I asked her what kind of no-good mother would let her lithe, nubile, raven-haired daughter run around the Middle East by herself—I didn’t phrase it like that—and she said her mother only asked her to bring back souvenirs.
I had made small talk with her in Japanese in the lobby and then later when some guys came to chat her up, an American who was frustrated with her English shouted, “We have to speak English! Americans only speak English!”
We furtively glanced at each other with barely perceptible smiles.

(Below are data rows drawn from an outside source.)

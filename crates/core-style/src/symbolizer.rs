//! The symbolizer sum type (§3, §6) and its per-variant property
//! vocabulary. One arm per spec.md §3 variant; the dispatch site that
//! matches on this enum lives in `core-render` (§9 "visitor-over-tagged-
//! union ... model as an enum with one match arm").

use core_convert::{DashPattern, LineCap, LineJoin, SmoothAlgorithm};
use core_pixel::{BlendMode, Color};

use crate::pattern::WrapMode;
use crate::transform::Transform;
use crate::value::Property;

/// §6 `placement` values, shared by marker/text/shield symbolizers.
#[derive(Debug, Clone, Copy, PartialEq, Eq)]
pub enum PlacementKind {
    Point,
    Line,
    Vertex,
    Interior,
}

impl Default for PlacementKind {
    fn default() -> Self {
        PlacementKind::Point
    }
}

/// Fields every symbolizer carries per §6's `opacity`/`comp-op`/`clip`
/// table entries, factored out so each variant struct embeds one instead of
/// repeating the same four fields.
#[derive(Debug, Clone)]
pub struct CommonProps {
    pub opacity: f64,
    pub comp_op: BlendMode,
    pub clip: bool,
    pub transform: Transform,
}

impl Default for CommonProps {
    fn default() -> Self {
        Self {
            opacity: 1.0,
            comp_op: BlendMode::SrcOver,
            clip: true,
            transform: Transform::Identity,
        }
    }
}

/// The converter-chain stage toggles §4.H's Polygon/Line/Pattern rows share
/// (`simplify?`, `smooth?`).
#[derive(Debug, Clone, Default)]
pub struct GeometryProps {
    pub simplify_tolerance: Option<f64>,
    pub smooth: Option<(SmoothAlgorithm, f64)>,
}

#[derive(Debug, Clone)]
pub struct PolygonSymbolizer {
    pub common: CommonProps,
    pub geometry: GeometryProps,
    pub fill: Property<Color>,
    pub fill_opacity: Property<f64>,
}

impl Default for PolygonSymbolizer {
    fn default() -> Self {
        Self {
            common: CommonProps::default(),
            geometry: GeometryProps::default(),
            fill: Property::literal(Color::rgb(128, 128, 128)),
            fill_opacity: Property::literal(1.0),
        }
    }
}

#[derive(Debug, Clone)]
pub struct LineSymbolizer {
    pub common: CommonProps,
    pub geometry: GeometryProps,
    pub stroke: Property<Color>,
    pub stroke_width: Property<f64>,
    pub stroke_opacity: Property<f64>,
    pub line_cap: LineCap,
    pub line_join: LineJoin,
    pub miter_limit: f64,
    pub dasharray: Option<DashPattern>,
    pub offset: Option<f64>,
}

impl Default for LineSymbolizer {
    fn default() -> Self {
        Self {
            common: CommonProps::default(),
            geometry: GeometryProps::default(),
            stroke: Property::literal(Color::rgb(0, 0, 0)),
            stroke_width: Property::literal(1.0),
            stroke_opacity: Property::literal(1.0),
            line_cap: LineCap::Butt,
            line_join: LineJoin::Miter,
            miter_limit: 4.0,
            dasharray: None,
            offset: None,
        }
    }
}

#[derive(Debug, Clone)]
pub struct PolygonPatternSymbolizer {
    pub common: CommonProps,
    pub geometry: GeometryProps,
    pub file: String,
    pub wrap: WrapMode,
}

#[derive(Debug, Clone)]
pub struct LinePatternSymbolizer {
    pub common: CommonProps,
    pub geometry: GeometryProps,
    pub file: String,
    pub wrap: WrapMode,
}

/// A raster image dropped at a point without the full marker path-tree
/// machinery (mapnik's `point_symbolizer`, as distinct from the vector
/// `marker_symbolizer`).
#[derive(Debug, Clone)]
pub struct PointSymbolizer {
    pub common: CommonProps,
    pub file: String,
    pub allow_overlap: bool,
    pub ignore_placement: bool,
}

#[derive(Debug, Clone)]
pub struct MarkerSymbolizer {
    pub common: CommonProps,
    /// `None` selects the built-in placeholder vector used by the
    /// `MissingAsset` policy (§7) when no `file` is configured at all.
    pub file: Option<String>,
    pub fill: Property<Color>,
    pub fill_opacity: Property<f64>,
    pub stroke: Property<Color>,
    pub stroke_width: Property<f64>,
    pub width: f64,
    pub height: f64,
    pub placement: PlacementKind,
    pub spacing: f64,
    pub max_error: f64,
    pub allow_overlap: bool,
    pub ignore_placement: bool,
}

impl Default for MarkerSymbolizer {
    fn default() -> Self {
        Self {
            common: CommonProps::default(),
            file: None,
            fill: Property::literal(Color::rgb(0, 0, 255)),
            fill_opacity: Property::literal(1.0),
            stroke: Property::literal(Color::rgb(0, 0, 0)),
            stroke_width: Property::literal(0.5),
            width: 10.0,
            height: 10.0,
            placement: PlacementKind::Point,
            spacing: 100.0,
            max_error: 5.0,
            allow_overlap: false,
            ignore_placement: false,
        }
    }
}

#[derive(Debug, Clone)]
pub struct RasterSymbolizer {
    pub common: CommonProps,
    pub scaling: core_resample::Filter,
    pub mesh_size: u32,
}

impl Default for RasterSymbolizer {
    fn default() -> Self {
        Self {
            common: CommonProps::default(),
            scaling: core_resample::Filter::Bilinear,
            mesh_size: core_resample::DEFAULT_MESH_SIZE,
        }
    }
}

#[derive(Debug, Clone)]
pub struct TextSymbolizer {
    pub common: CommonProps,
    /// The attribute whose value is rendered as the label text (almost
    /// always an `Attr` property; `Literal` covers a fixed caption).
    pub name: Property<String>,
    pub face_name: String,
    pub size: f64,
    pub fill: Color,
    pub halo_fill: Option<Color>,
    pub halo_radius: f64,
    pub placement: PlacementKind,
    pub spacing: f64,
    pub max_error: f64,
    pub max_char_angle_delta: f64,
    pub allow_overlap: bool,
    pub ignore_placement: bool,
    pub min_distance: f64,
}

impl Default for TextSymbolizer {
    fn default() -> Self {
        Self {
            common: CommonProps::default(),
            name: Property::literal(String::new()),
            face_name: "sans".to_string(),
            size: 10.0,
            fill: Color::rgb(0, 0, 0),
            halo_fill: None,
            halo_radius: 0.0,
            placement: PlacementKind::Point,
            spacing: 100.0,
            max_error: 5.0,
            max_char_angle_delta: std::f64::consts::FRAC_PI_4,
            allow_overlap: false,
            ignore_placement: false,
            min_distance: 0.0,
        }
    }
}

#[derive(Debug, Clone)]
pub struct ShieldSymbolizer {
    pub text: TextSymbolizer,
    pub file: String,
    pub unlock_image: bool,
}

#[derive(Debug, Clone)]
pub struct BuildingSymbolizer {
    pub common: CommonProps,
    pub fill: Property<Color>,
    pub height: Property<f64>,
}

impl Default for BuildingSymbolizer {
    fn default() -> Self {
        Self {
            common: CommonProps::default(),
            fill: Property::literal(Color::rgb(153, 153, 153)),
            height: Property::literal(0.0),
        }
    }
}

#[derive(Debug, Clone, Copy, PartialEq, Eq)]
pub enum DebugMode {
    Collision,
    Vertex,
}

#[derive(Debug, Clone)]
pub struct DebugSymbolizer {
    pub mode: DebugMode,
}

/// The group symbolizer's child-thunk layout (§4.H "defers to child
/// symbolizer thunks with a shared layout"; supplemented per SPEC_FULL with
/// the original's repeat-key/spacing fields so `Group` is not a dead arm).
#[derive(Debug, Clone)]
pub struct GroupSymbolizer {
    pub children: Vec<Symbolizer>,
    pub repeat_key: Option<String>,
    pub spacing: f64,
}

#[derive(Debug, Clone)]
pub enum Symbolizer {
    Polygon(PolygonSymbolizer),
    Line(LineSymbolizer),
    PolygonPattern(PolygonPatternSymbolizer),
    LinePattern(LinePatternSymbolizer),
    Point(PointSymbolizer),
    Marker(MarkerSymbolizer),
    Raster(RasterSymbolizer),
    Text(TextSymbolizer),
    Shield(ShieldSymbolizer),
    Building(BuildingSymbolizer),
    Debug(DebugSymbolizer),
    Group(GroupSymbolizer),
}

impl Symbolizer {
    /// Attribute names this symbolizer's property values read, for
    /// `AttributeCollector`.
    pub fn referenced_attrs(&self, out: &mut Vec<String>) {
        let mut push = |p: Option<&str>| {
            if let Some(name) = p {
                out.push(name.to_string());
            }
        };
        match self {
            Symbolizer::Polygon(s) => {
                push(s.fill.referenced_attr());
                push(s.fill_opacity.referenced_attr());
            }
            Symbolizer::Line(s) => {
                push(s.stroke.referenced_attr());
                push(s.stroke_width.referenced_attr());
                push(s.stroke_opacity.referenced_attr());
            }
            Symbolizer::PolygonPattern(_) | Symbolizer::LinePattern(_) => {}
            Symbolizer::Point(_) => {}
            Symbolizer::Marker(s) => {
                push(s.fill.referenced_attr());
                push(s.fill_opacity.referenced_attr());
                push(s.stroke.referenced_attr());
                push(s.stroke_width.referenced_attr());
            }
            Symbolizer::Raster(_) => {}
            Symbolizer::Text(s) => push(s.name.referenced_attr()),
            Symbolizer::Shield(s) => push(s.text.name.referenced_attr()),
            Symbolizer::Building(s) => {
                push(s.fill.referenced_attr());
                push(s.height.referenced_attr());
            }
            Symbolizer::Debug(_) => {}
            Symbolizer::Group(s) => {
                for child in &s.children {
                    child.referenced_attrs(out);
                }
            }
        }
    }
}

#[cfg(test)]
mod tests {
    use super::*;

    #[test]
    fn polygon_symbolizer_collects_its_attribute_refs() {
        let s = Symbolizer::Polygon(PolygonSymbolizer {
            fill: Property::attr("color", Color::rgb(0, 0, 0)),
            ..Default::default()
        });
        let mut names = Vec::new();
        s.referenced_attrs(&mut names);
        assert_eq!(names, vec!["color".to_string()]);
    }

    #[test]
    fn group_symbolizer_collects_from_every_child() {
        let child = Symbolizer::Building(BuildingSymbolizer {
            height: Property::attr("levels", 1.0),
            ..Default::default()
        });
        let group = Symbolizer::Group(GroupSymbolizer { children: vec![child], repeat_key: None, spacing: 0.0 });
        let mut names = Vec::new();
        group.referenced_attrs(&mut names);
        assert_eq!(names, vec!["levels".to_string()]);
    }
}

You’re all invited to the wedding.
My two dorm-mates are from Paris and Sacramento and how about the coincidence that those two cities have the most trees per capita in the world? Did you know that? TheDromomaniac.com is a nonstop learning experience—and I don’t charge a penny! It’s just not right.
Beirut still surprises me. I went for a long east-west walk across town and saw the bombed-out old Holiday Inn from the civil war, then a section of town that looked tres francais, then the American University of Beirut campus that made me feel like I was back at my old school, UC-Santa Barbara.I see all kinds of crazy things, like tanks downtown. (My first night I saw a tank roll down a busy boulevard. Can’t remember ever seeing that before.) There is lots of barbed wire, lots of guys in camouflage with big guns and yet, joggers run along the corniche (boardwalk) and people go about their normal lives as if they aren’t there, which is what you have to do, I suppose.

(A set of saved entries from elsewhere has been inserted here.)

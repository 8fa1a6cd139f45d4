//! Datasource-side error kinds (§7 "DatasourceIOError", "MissingAsset").

use thiserror::Error;

#[derive(Debug, Error)]
pub enum DatasourceError {
    #[error("datasource I/O error: {0}")]
    Io(String),
    #[error("datasource query error: {0}")]
    Query(String),
}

I did a double-take when I heard a passing car blast “Jump" by Van Halen and then again when I heard another car proud of “Don’t Stop Believing" by Journey. I heard an old man’s ringtone of “I Will Survive". Another elderly guy drove me in a service taxi (an old Mercedes acting as cross between a bus and a taxi) like a hellfire 18 year old kid with the keys to his dad’s car for the first time. There’s a main street called Rue Bliss. It’s all very strange.
Rue Bliss got its name from Daniel Bliss, the founder of the American University of Beirut.